American capitalism is already dead, has been dead for a while now.
The trouble is it is very hard to accurately pin-point when a particular economic system "dies".
It is not a precise mathematical event where you can point and say "there, that's the point that this system dies".
Rome wasn't built in a day, and neither did it crumble in a day.
The Russian empire didn't crumble in a day or even in a year.
The Soviet communist system didn't die in a day, it took decades.

The issue with American capitalism has been for a while that they have stopped innovation.
Innovation is the key to sustaining and continuing capitalism.
Look up the process of "creative destruction" by J. Schumpeter for an explanation of how the beast of modern capitalism sustains itself.
The USA has been so drunk with its success and prosperity that it has forgotten how they attained that success and prosperity in the first place.
It was not attained by over-consumption of frivolous goods like consumer electronics, luxury bunglows, fancy cars, etc.
It was attained by very hard work, constant innovation, improvement, and the "discovery" of new industries, products, processes, etc.

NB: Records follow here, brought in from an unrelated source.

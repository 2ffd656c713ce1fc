use serde::Serialize;

pub fn print_json<T: Serialize>(value: &T) -> anyhow::Result<()> {
    let json = serde_json::to_string_pretty(value)?;
    println!("{}", json);
    Ok(())
}

pub fn print_table(headers: &[&str], rows: Vec<Vec<String>>) {
    // Widths in chars, not bytes: titles are mostly Portuguese.
    let width = |s: &str| s.chars().count();
    let mut widths: Vec<usize> = headers.iter().map(|h| width(h)).collect();
    for row in &rows {
        for (i, cell) in row.iter().enumerate() {
            if i < widths.len() {
                widths[i] = widths[i].max(width(cell));
            }
        }
    }

    let header_row: Vec<String> = headers
        .iter()
        .enumerate()
        .map(|(i, h)| format!("{:width$}", h, width = widths[i]))
        .collect();
    println!("{}", header_row.join("  ").trim_end());

    let sep: Vec<String> = widths.iter().map(|&w| "-".repeat(w)).collect();
    println!("{}", sep.join("  "));

    for row in &rows {
        let cells: Vec<String> = row
            .iter()
            .enumerate()
            .map(|(i, cell)| {
                let w = widths.get(i).copied().unwrap_or(0);
                format!("{:width$}", cell, width = w)
            })
            .collect();
        println!("{}", cells.join("  ").trim_end());
    }
}

/// Cut `s` to at most `max` chars, marking the cut with an ellipsis.
pub fn truncate(s: &str, max: usize) -> String {
    if s.chars().count() <= max {
        return s.to_string();
    }
    let kept: String = s.chars().take(max.saturating_sub(1)).collect();
    format!("{kept}…")
}

#[cfg(test)]
mod tests {
    use super::*;

    #[test]
    fn truncate_keeps_short_strings() {
        assert_eq!(truncate("Launch", 10), "Launch");
    }

    #[test]
    fn truncate_counts_chars() {
        assert_eq!(truncate("Direção de Arte", 7), "Direçã…");
    }
}
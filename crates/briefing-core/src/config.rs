use crate::error::Result;
use crate::paths;
use crate::share::DEFAULT_SHARE_BASE_URL;
use serde::{Deserialize, Serialize};
use std::path::Path;

// ---------------------------------------------------------------------------
// ConfigWarning / WarnLevel
// ---------------------------------------------------------------------------

#[derive(Debug, Clone, Serialize, Deserialize)]
pub struct ConfigWarning {
    pub level: WarnLevel,
    pub message: String,
}

#[derive(Debug, Clone, PartialEq, Serialize, Deserialize)]
#[serde(rename_all = "snake_case")]
pub enum WarnLevel {
    Warning,
    Error,
}

// ---------------------------------------------------------------------------
// StorageConfig
// ---------------------------------------------------------------------------

#[derive(Debug, Clone, Serialize, Deserialize)]
pub struct StorageConfig {
    #[serde(default = "default_collection_key")]
    pub collection_key: String,
}

fn default_collection_key() -> String {
    paths::PROJECTS_KEY.to_string()
}

impl Default for StorageConfig {
    fn default() -> Self {
        Self {
            collection_key: default_collection_key(),
        }
    }
}

// ---------------------------------------------------------------------------
// ShareConfig
// ---------------------------------------------------------------------------

#[derive(Debug, Clone, Serialize, Deserialize)]
pub struct ShareConfig {
    /// Prefix the URL-encoded payload is appended to.
    #[serde(default = "default_base_url")]
    pub base_url: String,
    /// Launch the share link with the system handler after printing it.
    #[serde(default)]
    pub open_browser: bool,
}

fn default_base_url() -> String {
    DEFAULT_SHARE_BASE_URL.to_string()
}

impl Default for ShareConfig {
    fn default() -> Self {
        Self {
            base_url: default_base_url(),
            open_browser: false,
        }
    }
}

// ---------------------------------------------------------------------------
// Config (top-level)
// ---------------------------------------------------------------------------

#[derive(Debug, Clone, Serialize, Deserialize)]
pub struct Config {
    #[serde(default = "default_version")]
    pub version: u32,
    #[serde(default)]
    pub storage: StorageConfig,
    #[serde(default)]
    pub share: ShareConfig,
}

fn default_version() -> u32 {
    1
}

impl Default for Config {
    fn default() -> Self {
        Self {
            version: default_version(),
            storage: StorageConfig::default(),
            share: ShareConfig::default(),
        }
    }
}

impl Config {
    /// Load `<root>/config.yaml`, falling back to defaults when absent.
    pub fn load(root: &Path) -> Result<Self> {
        let path = paths::config_path(root);
        match crate::io::read_if_exists(&path)? {
            Some(data) => Ok(serde_yaml::from_str(&data)?),
            None => Ok(Self::default()),
        }
    }

    // -----------------------------------------------------------------------
    // Validation
    // -----------------------------------------------------------------------

    pub fn validate(&self) -> Vec<ConfigWarning> {
        let mut warnings = Vec::new();

        if let Err(e) = paths::validate_storage_key(&self.storage.collection_key) {
            warnings.push(ConfigWarning {
                level: WarnLevel::Error,
                message: format!("storage.collection_key: {e}"),
            });
        } else if self.storage.collection_key != paths::PROJECTS_KEY {
            warnings.push(ConfigWarning {
                level: WarnLevel::Warning,
                message: format!(
                    "storage.collection_key '{}' differs from '{}'; projects saved under the default key will not be listed",
                    self.storage.collection_key,
                    paths::PROJECTS_KEY
                ),
            });
        }

        let base = self.share.base_url.as_str();
        if base.is_empty() {
            warnings.push(ConfigWarning {
                level: WarnLevel::Error,
                message: "share.base_url must not be empty".to_string(),
            });
        } else if !(base.starts_with("https://") || base.starts_with("http://")) {
            warnings.push(ConfigWarning {
                level: WarnLevel::Warning,
                message: format!("share.base_url '{base}' is not an http(s) URL"),
            });
        }

        if self.version != 1 {
            warnings.push(ConfigWarning {
                level: WarnLevel::Warning,
                message: format!("unknown config version {}", self.version),
            });
        }

        warnings
    }
}

// ---------------------------------------------------------------------------
// Tests
// ---------------------------------------------------------------------------
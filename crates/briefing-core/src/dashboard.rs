use crate::error::{BriefingError, Result};
use crate::record::BriefingRecord;
use crate::store::BriefingStore;
use crate::types::VideoType;
use chrono::{DateTime, Datelike, Utc};
use serde::Serialize;

const MONTHS_PT: [&str; 12] = [
    "jan", "fev", "mar", "abr", "mai", "jun", "jul", "ago", "set", "out", "nov", "dez",
];

/// One card on the dashboard.
#[derive(Debug, Clone, PartialEq, Serialize)]
pub struct ProjectSummary {
    pub id: String,
    pub title: String,
    pub video_type: VideoType,
    pub date: String,
    pub blurb: String,
    pub duration: u32,
    pub visual_style: String,
}

impl ProjectSummary {
    pub fn from_record(record: &BriefingRecord) -> Option<Self> {
        let id = record.id()?.to_string();
        let title = non_empty(&record.project_name).unwrap_or("Sem Nome");
        let blurb = non_empty(&record.script.hook)
            .or_else(|| non_empty(&record.objective))
            .unwrap_or("Sem descrição...");
        Some(Self {
            id,
            title: title.to_string(),
            video_type: record.video_type,
            date: record.last_modified.map(date_label).unwrap_or_default(),
            blurb: blurb.to_string(),
            duration: record.duration,
            visual_style: record.visual_style.clone(),
        })
    }
}

fn non_empty(s: &str) -> Option<&str> {
    if s.is_empty() {
        None
    } else {
        Some(s)
    }
}

/// `18 out`: day of month and Portuguese month abbreviation.
pub fn date_label(ts: DateTime<Utc>) -> String {
    format!("{:02} {}", ts.day(), MONTHS_PT[ts.month0() as usize])
}

/// List view over the store. Holds the entries it last rendered and
/// refreshes them from the store after every delete.
pub struct Dashboard<S> {
    store: S,
    entries: Vec<ProjectSummary>,
}

impl<S: BriefingStore> Dashboard<S> {
    pub fn new(store: S) -> Self {
        let mut dashboard = Self {
            store,
            entries: Vec::new(),
        };
        dashboard.refresh();
        dashboard
    }

    pub fn refresh(&mut self) {
        self.entries = self
            .store
            .list_all()
            .iter()
            .filter_map(ProjectSummary::from_record)
            .collect();
    }

    pub fn entries(&self) -> &[ProjectSummary] {
        &self.entries
    }

    pub fn is_empty(&self) -> bool {
        self.entries.is_empty()
    }

    pub fn new_project(&self) -> BriefingRecord {
        BriefingRecord::template()
    }

    pub fn open(&self, id: &str) -> Result<BriefingRecord> {
        self.store
            .get(id)
            .ok_or_else(|| BriefingError::RecordNotFound(id.to_string()))
    }

    pub fn delete(&mut self, id: &str) -> Result<()> {
        let outcome = self.store.remove(id);
        self.refresh();
        outcome
    }

    pub fn into_store(self) -> S {
        self.store
    }
}

// ---------------------------------------------------------------------------
// Tests
// ---------------------------------------------------------------------------
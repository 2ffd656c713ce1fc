use crate::error::{BriefingError, Result};
use regex::Regex;
use std::path::{Path, PathBuf};
use std::sync::OnceLock;

// ---------------------------------------------------------------------------
// Directory constants
// ---------------------------------------------------------------------------

pub const DATA_DIR: &str = ".briefing";
pub const STORAGE_DIR: &str = "storage";
pub const CONFIG_FILE: &str = "config.yaml";

/// Storage key holding the JSON array of briefing records.
pub const PROJECTS_KEY: &str = "artifex_projects";

// ---------------------------------------------------------------------------
// Path helpers
// ---------------------------------------------------------------------------

pub fn config_path(root: &Path) -> PathBuf {
    root.join(CONFIG_FILE)
}

pub fn storage_dir(root: &Path) -> PathBuf {
    root.join(STORAGE_DIR)
}

pub fn storage_entry(dir: &Path, key: &str) -> PathBuf {
    dir.join(format!("{key}.json"))
}

// ---------------------------------------------------------------------------
// Storage key validation
// ---------------------------------------------------------------------------

static KEY_RE: OnceLock<Regex> = OnceLock::new();

fn key_re() -> &'static Regex {
    KEY_RE.get_or_init(|| Regex::new(r"^[a-z0-9_][a-z0-9_\-]*$").unwrap())
}

/// Storage keys become file names, so they are restricted to a safe charset.
pub fn validate_storage_key(key: &str) -> Result<()> {
    if key.is_empty() || key.len() > 64 || !key_re().is_match(key) {
        return Err(BriefingError::InvalidStorageKey(key.to_string()));
    }
    Ok(())
}

// ---------------------------------------------------------------------------
// Tests
// ---------------------------------------------------------------------------
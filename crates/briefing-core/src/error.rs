use thiserror::Error;

#[derive(Debug, Error)]
pub enum BriefingError {
    #[error("record not found: {0}")]
    RecordNotFound(String),

    #[error("invalid storage key '{0}': must be lowercase alphanumeric with '_' or '-'")]
    InvalidStorageKey(String),

    #[error("invalid step: {0} (expected 1..=8)")]
    InvalidStep(String),

    #[error("invalid transition from {from} via {action}: {reason}")]
    InvalidTransition {
        from: String,
        action: String,
        reason: String,
    },

    #[error("field '{field}' does not belong to step '{step}'")]
    UnknownField { step: String, field: String },

    #[error("invalid value for '{field}': {value}")]
    InvalidValue { field: String, value: String },

    #[error("{0} is required")]
    Required(String),

    #[error("storage unavailable: {0}")]
    StorageUnavailable(String),

    #[error("share failed: {0}")]
    Share(String),

    #[error(transparent)]
    Io(#[from] std::io::Error),

    #[error(transparent)]
    Yaml(#[from] serde_yaml::Error),

    #[error(transparent)]
    Json(#[from] serde_json::Error),
}

pub type Result<T> = std::result::Result<T, BriefingError>;
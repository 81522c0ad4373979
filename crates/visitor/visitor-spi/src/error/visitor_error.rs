//! Visitor forecasting error types

use thiserror::Error;

/// Errors that can occur while loading series or producing forecasts
#[derive(Error, Debug, Clone, PartialEq)]
pub enum VisitorError {
    /// A required column is missing from the tabular input
    #[error("Column '{column}' not found. Available locations: {available:?}")]
    MissingColumn {
        column: String,
        available: Vec<String>,
    },

    /// Not enough valid observations for the operation
    #[error("Insufficient data: need at least {required} points, got {actual}")]
    InsufficientData { required: usize, actual: usize },

    /// A date could not be parsed with the `dd-mm-YYYY` format
    #[error("Invalid date '{0}': expected dd-mm-YYYY")]
    InvalidDate(String),

    /// Series content violates the data model
    #[error("Invalid data: {0}")]
    InvalidData(String),

    /// Malformed CSV input
    #[error("CSV error: {0}")]
    Csv(String),

    /// Underlying I/O failure while reading input
    #[error("I/O error: {0}")]
    Io(String),

    /// One forecasting strategy failed to fit
    #[error("Model '{model}' failed to fit: {reason}")]
    ModelFit { model: String, reason: String },

    /// A model or calibration was used before being fitted
    #[error("Model must be fitted before use")]
    NotFitted,

    /// Every configured strategy failed to fit
    #[error("No forecast available: all strategies failed ({})", attempted.join(", "))]
    ForecastUnavailable { attempted: Vec<String> },

    /// Invalid parameter value
    #[error("Invalid parameter '{name}': {reason}")]
    InvalidParameter { name: String, reason: String },

    /// Configuration could not be read or parsed
    #[error("Configuration error: {0}")]
    Config(String),
}

/// Coarse error classes used to decide how a failure propagates
#[derive(Debug, Clone, Copy, PartialEq, Eq)]
pub enum ErrorKind {
    /// Malformed or insufficient input; fatal to the request
    Data,
    /// A single strategy failed; the strategy is skipped
    ModelFit,
    /// Contract violation: used before fit
    NotFitted,
    /// Every strategy failed; fatal to the request
    ForecastUnavailable,
    /// Invalid configuration or request parameters
    Config,
}

impl VisitorError {
    /// Build a [`VisitorError::ModelFit`] for the named model
    pub fn model_fit(model: impl Into<String>, reason: impl Into<String>) -> Self {
        Self::ModelFit {
            model: model.into(),
            reason: reason.into(),
        }
    }

    /// Build a [`VisitorError::InvalidParameter`]
    pub fn invalid_parameter(name: impl Into<String>, reason: impl Into<String>) -> Self {
        Self::InvalidParameter {
            name: name.into(),
            reason: reason.into(),
        }
    }

    /// Classify the error
    pub fn kind(&self) -> ErrorKind {
        match self {
            Self::MissingColumn { .. }
            | Self::InsufficientData { .. }
            | Self::InvalidDate(_)
            | Self::InvalidData(_)
            | Self::Csv(_)
            | Self::Io(_) => ErrorKind::Data,
            Self::ModelFit { .. } => ErrorKind::ModelFit,
            Self::NotFitted => ErrorKind::NotFitted,
            Self::ForecastUnavailable { .. } => ErrorKind::ForecastUnavailable,
            Self::InvalidParameter { .. } | Self::Config(_) => ErrorKind::Config,
        }
    }

    /// Whether this failure aborts the whole forecast request
    pub fn is_fatal(&self) -> bool {
        self.kind() != ErrorKind::ModelFit
    }
}

impl From<csv::Error> for VisitorError {
    fn from(err: csv::Error) -> Self {
        Self::Csv(err.to_string())
    }
}

impl From<std::io::Error> for VisitorError {
    fn from(err: std::io::Error) -> Self {
        Self::Io(err.to_string())
    }
}
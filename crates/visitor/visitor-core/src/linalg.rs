//! Small dense least-squares kernel used by the regression-based models

/// Pivot magnitude below which a system is treated as singular
const SINGULAR_TOLERANCE: f64 = 1e-10;

/// Arithmetic mean; `0.0` for an empty slice
pub(crate) fn mean(data: &[f64]) -> f64 {
    if data.is_empty() {
        return 0.0;
    }
    data.iter().sum::<f64>() / data.len() as f64
}

/// Ordinary least squares via the normal equations
///
/// `design` holds one row of regressors per target. Returns `None` when the
/// system is singular, the shapes disagree, or there are no regressors.
pub(crate) fn least_squares(design: &[Vec<f64>], targets: &[f64]) -> Option<Vec<f64>> {
    solve(normal_equations(design, targets)?)
}

/// Least squares with `penalty * max(diag(X'X), 1)` added to the diagonal
///
/// Solvable for any positive penalty, including designs with fewer rows
/// than regressors or collinear columns.
pub(crate) fn ridge_least_squares(
    design: &[Vec<f64>],
    targets: &[f64],
    penalty: f64,
) -> Option<Vec<f64>> {
    let mut system = normal_equations(design, targets)?;
    let k = system.len();
    let scale = (0..k).fold(1.0_f64, |acc, i| acc.max(system[i][i]));
    for (i, row) in system.iter_mut().enumerate() {
        row[i] += penalty * scale;
    }
    solve(system)
}

/// Augmented normal-equation matrix `[X'X | X'y]`
fn normal_equations(design: &[Vec<f64>], targets: &[f64]) -> Option<Vec<Vec<f64>>> {
    let k = design.first()?.len();
    if k == 0 || design.len() != targets.len() || design.iter().any(|row| row.len() != k) {
        return None;
    }

    let mut system = vec![vec![0.0; k + 1]; k];
    for (row, &y) in design.iter().zip(targets) {
        for i in 0..k {
            for j in 0..k {
                system[i][j] += row[i] * row[j];
            }
            system[i][k] += row[i] * y;
        }
    }
    Some(system)
}

/// Gaussian elimination with partial pivoting on an augmented matrix
fn solve(mut system: Vec<Vec<f64>>) -> Option<Vec<f64>> {
    let k = system.len();
    let scale = system
        .iter()
        .flat_map(|row| row[..k].iter())
        .fold(0.0_f64, |acc, v| acc.max(v.abs()))
        .max(1.0);

    for col in 0..k {
        let pivot = (col..k).max_by(|&a, &b| {
            system[a][col]
                .abs()
                .partial_cmp(&system[b][col].abs())
                .unwrap_or(std::cmp::Ordering::Equal)
        })?;
        if system[pivot][col].abs() < SINGULAR_TOLERANCE * scale {
            return None;
        }
        system.swap(col, pivot);

        for row in (col + 1)..k {
            let ratio = system[row][col] / system[col][col];
            if ratio == 0.0 {
                continue;
            }
            for c in col..=k {
                system[row][c] -= ratio * system[col][c];
            }
        }
    }

    let mut solution = vec![0.0; k];
    for row in (0..k).rev() {
        let tail: f64 = ((row + 1)..k).map(|c| system[row][c] * solution[c]).sum();
        solution[row] = (system[row][k] - tail) / system[row][row];
    }

    solution.iter().all(|v| v.is_finite()).then_some(solution)
}
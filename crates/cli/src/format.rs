//! Human-readable rendering of forecast output.

use visitor_facade::{BacktestSummary, ForecastOutcome, ForecastRecord};

/// Visitor count in thousands (K) or lakhs (L).
pub fn format_count(count: u64) -> String {
    if count < 1_000 {
        count.to_string()
    } else if count < 100_000 {
        format!("{:.1}K", count as f64 / 1_000.0)
    } else {
        format!("{:.2}L", count as f64 / 100_000.0)
    }
}

fn record_line(record: &ForecastRecord) -> String {
    let historical = record
        .historical_avg
        .map(|h| format!("{:.1}", h))
        .unwrap_or_else(|| "-".to_string());
    format!(
        "  {}  {:>9}  [{} - {}]  hist {}",
        record.week_label(),
        format_count(record.predicted_visitors),
        format_count(record.confidence_interval.lower),
        format_count(record.confidence_interval.upper),
        historical
    )
}

/// Multi-line table of an outcome.
pub fn render_outcome(outcome: &ForecastOutcome) -> String {
    let mut lines = vec![format!(
        "Location: {} (strategies: {})",
        outcome.location,
        outcome.strategies.join(", ")
    )];

    if let Some(calibration) = outcome.calibration {
        lines.push(format!(
            "Calibration: {:.3} + {:.3}x (R² {:.3})",
            calibration.intercept, calibration.slope, calibration.r_squared
        ));
    }

    if let Some(interest) = outcome.month_interest {
        lines.push(format!("Month interest: {:.1}", interest));
    }

    if !outcome.look_back.is_empty() {
        lines.push("Look-back:".to_string());
        lines.extend(outcome.look_back.iter().map(record_line));
    }

    lines.push(format!("Forecast {} weeks:", outcome.records.len()));
    lines.extend(outcome.records.iter().map(record_line));
    lines.join("\n")
}

/// One-line accuracy summary.
pub fn render_summary(summary: &BacktestSummary) -> String {
    let mape = summary
        .mape
        .map(|m| format!("{:.2}%", m * 100.0))
        .unwrap_or_else(|| "-".to_string());
    format!(
        "Back-test over {} weeks: MAE {}  RMSE {}  MAPE {}",
        summary.compared,
        format_count(summary.mae.round() as u64),
        format_count(summary.rmse.round() as u64),
        mape
    )
}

The USA between the 1850s (to pick a random date, but fairly in the range of time when the USAs march to progress began) and the USA post 1970s is a very different society.
They got intoxicated with their success and said to themselves "hey, we figured it out. We can consume, consume, consume without ever stopping, simply by getting our consumer goods produced cheaper and cheaper abroad.
It began with cars then spread to other types of manufacturing and now at a point where even a bottle of water is "Made in China".
Their people got lazy, their politicians got corrupt, their bankers got greedy and the masses in general simply stopped caring.

Sure, the US stock market will "recover", S&P 500 will hit 5,000 or 10,000 or some such arbitrary number but there is no innovation, no advacement, no progress coming out of the USA.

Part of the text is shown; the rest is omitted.